Bergman, first elected in 2016, is a Minnesota native who served 40 years in the U.S. Marine Corps, rising to the rank of Lieutenant General. He also worked as a commercial airline pilot. When not in Washington, he resides in the western U.P. town of Watersmeet.

Bergman says he went into politics with a desire to support men and women of the armed forces, and he touts his service on several military subcommittees during his first several terms.

“When I went to Congress eight years ago, I said what I was going to do, and I’ve done what I said, unlike a lot of people in politics,” he tells The Ticker. “I said I was going to help our military, whether it be in the recruiting side, the training side, the war-fighting side, all of those things, and also to support their families…I went there and I’ve gotten involved.”
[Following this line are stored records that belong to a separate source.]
use std::collections::HashMap;

use vigil_core::Record;

/// Extract compiler warnings from a Swift/Clang build log.
///
/// Matches the `path:line:col: warning: message` shape the Swift and
/// Clang frontends emit, plus tool-prefixed forms like
/// `ld: warning: message` and bare `warning: message` lines. Errors,
/// notes, and everything else are ignored.
///
/// A warning's identity is its path and message, not its line number,
/// so editing code above a warning does not make it read as new. When
/// the same path and message occur more than once, later occurrences
/// get an ordinal suffix so counts still diff correctly.
///
/// # Examples
///
/// ```
/// use vigil_scan::parse_warnings;
///
/// let log = "\
/// burstphoto/align.swift:42:17: warning: variable 'dist' was never used
/// burstphoto/align.swift:48:1: error: cannot find 'tile' in scope
/// ";
/// let records = parse_warnings(log);
/// assert_eq!(records.len(), 1);
/// assert_eq!(records[0].line, Some(42));
/// ```
pub fn parse_warnings(log: &str) -> Vec<Record> {
    let mut seen: HashMap<String, u32> = HashMap::new();
    let mut records = Vec::new();

    for raw in log.lines() {
        let line = raw.trim_end();
        let Some((left, message)) = split_warning(line) else {
            continue;
        };
        let message = message.trim();
        if message.is_empty() {
            continue;
        }

        let (prefix, location) = parse_location(left);
        let base = if prefix.is_empty() {
            message.to_string()
        } else {
            format!("{prefix}|{message}")
        };

        let count = seen.entry(base.clone()).or_insert(0);
        *count += 1;
        let id = if *count > 1 {
            format!("{base}#{count}")
        } else {
            base
        };

        let mut record = Record::new(id, message);
        if let Some((path, line_no)) = location {
            record = record.with_location(path, line_no);
        }
        records.push(record);
    }

    records
}

fn split_warning(line: &str) -> Option<(&str, &str)> {
    if let Some(rest) = line.strip_prefix("warning: ") {
        return Some(("", rest));
    }
    line.split_once(": warning: ")
}

// "path:line:col" or "path:line" gives a source location; anything else
// (a tool name like "ld") only contributes to the identity.
fn parse_location(left: &str) -> (String, Option<(String, u32)>) {
    let left = left.trim();
    if let Some((rest, last)) = left.rsplit_once(':') {
        if last.parse::<u32>().is_ok() {
            if let Some((path, line)) = rest.rsplit_once(':') {
                if let Ok(line_no) = line.parse::<u32>() {
                    return (path.to_string(), Some((path.to_string(), line_no)));
                }
            }
            if let Ok(line_no) = last.parse::<u32>() {
                if !rest.is_empty() {
                    return (rest.to_string(), Some((rest.to_string(), line_no)));
                }
            }
        }
    }
    (left.to_string(), None)
}

#[cfg(test)]
mod tests {
    use super::*;
    use std::path::PathBuf;

    const BUILD_LOG: &str = "\
Build settings from command line:
    SCHEME = Burst

/ci/burst/burstphoto/align/align.swift:42:17: warning: variable 'searchDist' was never used; consider replacing with '_' or removing it
/ci/burst/burstphoto/io/dng.c:1203:9: warning: unused variable 'status' [-Wunused-variable]
/ci/burst/burstphoto/align/align.swift:88:5: error: cannot find 'tileSize' in scope
/ci/burst/burstphoto/align/align.swift:88:5: note: did you mean 'tileSizes'?
ld: warning: object file was built for newer macOS version (13.0) than being linked (12.0)
warning: Metal API validation enabled
** BUILD SUCCEEDED **
";

    #[test]
    fn extracts_located_warnings() {
        let records = parse_warnings(BUILD_LOG);
        assert_eq!(records.len(), 4);

        let swift = &records[0];
        assert_eq!(
            swift.path,
            Some(PathBuf::from("/ci/burst/burstphoto/align/align.swift"))
        );
        assert_eq!(swift.line, Some(42));
        assert!(swift.detail.contains("was never used"));

        let clang = &records[1];
        assert!(clang.detail.contains("[-Wunused-variable]"));
        assert_eq!(clang.line, Some(1203));
    }

    #[test]
    fn errors_and_notes_are_ignored() {
        let records = parse_warnings(BUILD_LOG);
        assert!(records.iter().all(|r| !r.detail.contains("cannot find")));
        assert!(records.iter().all(|r| !r.detail.contains("did you mean")));
    }

    #[test]
    fn tool_prefixed_warning_has_no_location() {
        let records = parse_warnings(BUILD_LOG);
        let ld = records
            .iter()
            .find(|r| r.detail.contains("newer macOS version"))
            .unwrap();
        assert!(ld.path.is_none());
        assert!(ld.id.starts_with("ld|"));
    }

    #[test]
    fn bare_warning_line_is_kept() {
        let records = parse_warnings(BUILD_LOG);
        let bare = records
            .iter()
            .find(|r| r.detail.contains("Metal API validation"))
            .unwrap();
        assert!(bare.path.is_none());
        assert_eq!(bare.id, "Metal API validation enabled");
    }

    #[test]
    fn identity_excludes_line_number() {
        let before = "src/merge.swift:10:3: warning: result of call to 'merge' is unused\n";
        let after = "src/merge.swift:57:3: warning: result of call to 'merge' is unused\n";
        let a = parse_warnings(before);
        let b = parse_warnings(after);
        assert_eq!(a[0].id, b[0].id);
        assert_ne!(a[0].line, b[0].line);
    }

    #[test]
    fn identity_includes_message_text() {
        let a = parse_warnings("src/x.swift:1:1: warning: variable 'a' was never used\n");
        let b = parse_warnings("src/x.swift:1:1: warning: variable 'b' was never used\n");
        assert_ne!(a[0].id, b[0].id);
    }

    #[test]
    fn duplicates_get_ordinal_suffixes() {
        let log = "\
src/x.swift:5:1: warning: 'init()' is deprecated
src/x.swift:9:1: warning: 'init()' is deprecated
src/x.swift:14:1: warning: 'init()' is deprecated
";
        let records = parse_warnings(log);
        assert_eq!(records.len(), 3);
        assert_ne!(records[0].id, records[1].id);
        assert!(records[1].id.ends_with("#2"));
        assert!(records[2].id.ends_with("#3"));
    }

    #[test]
    fn duplicate_ids_are_stable_across_runs() {
        let log = "\
src/x.swift:5:1: warning: 'init()' is deprecated
src/x.swift:9:1: warning: 'init()' is deprecated
";
        let a = parse_warnings(log);
        let b = parse_warnings(log);
        assert_eq!(a[0].id, b[0].id);
        assert_eq!(a[1].id, b[1].id);
    }

    #[test]
    fn path_line_without_column_is_located() {
        let records = parse_warnings("Sources/App/main.swift:7: warning: something odd\n");
        assert_eq!(records[0].line, Some(7));
        assert_eq!(records[0].path, Some(PathBuf::from("Sources/App/main.swift")));
    }

    #[test]
    fn empty_log_yields_nothing() {
        assert!(parse_warnings("").is_empty());
        assert!(parse_warnings("** BUILD SUCCEEDED **\n").is_empty());
    }
}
Bergman says he wants to continue to “move the ball down the field,” on that front, but he’d also like to make a bigger push towards supporting the district and state’s school systems. He wants to “cut the wasteful spending at the D.C. bureaucracy level” and get more money directly to districts.

Asked about the issues or concerns he hears about from residents within his district, Bergman says “safety and security” is number one.

“Over the last few years and especially in the last few months, it’s safety and security. They’re concerned about people in their towns who have just come there,” he says. “They want the federal government to secure the border…I hear that all the time.”

Bergman has long been dogged by folks who question his ties to the region after spending most of his life elsewhere, something he emphatically rejects. His dad was born in the U.P. and left at the age of 17 to find work, he says.

“My dad’s family got here in the 1880s, and I live 40 miles from where my father was born in a company mine clinic in Ironwood,” he says. “I made the decision in the 80s to find property close to where...my dad was raised.”

Bergman rejected Barr’s notion that he’s too partisan, saying he works “across the aisle single every day.” When asked about his stance on the 2020 U.S. presidential election, Bergman dismissed the topic as “clickbait.”

“We are a country of state’s rights, and the Secretary of State of any state has the authority and the responsibility to ensure the elections are conducted with integrity,” he says. “We need to shine the light on election integrity.”

He did acknowledge that work in Washington keeps him away from his district for long periods of time, and that his district size presents challenges.

“It's basically about a ten-and-a-half-hour drive from one end of my district to the other, so there's a lot of times I'll come back from DC to the district for a week and never get within six hours from home,” he says.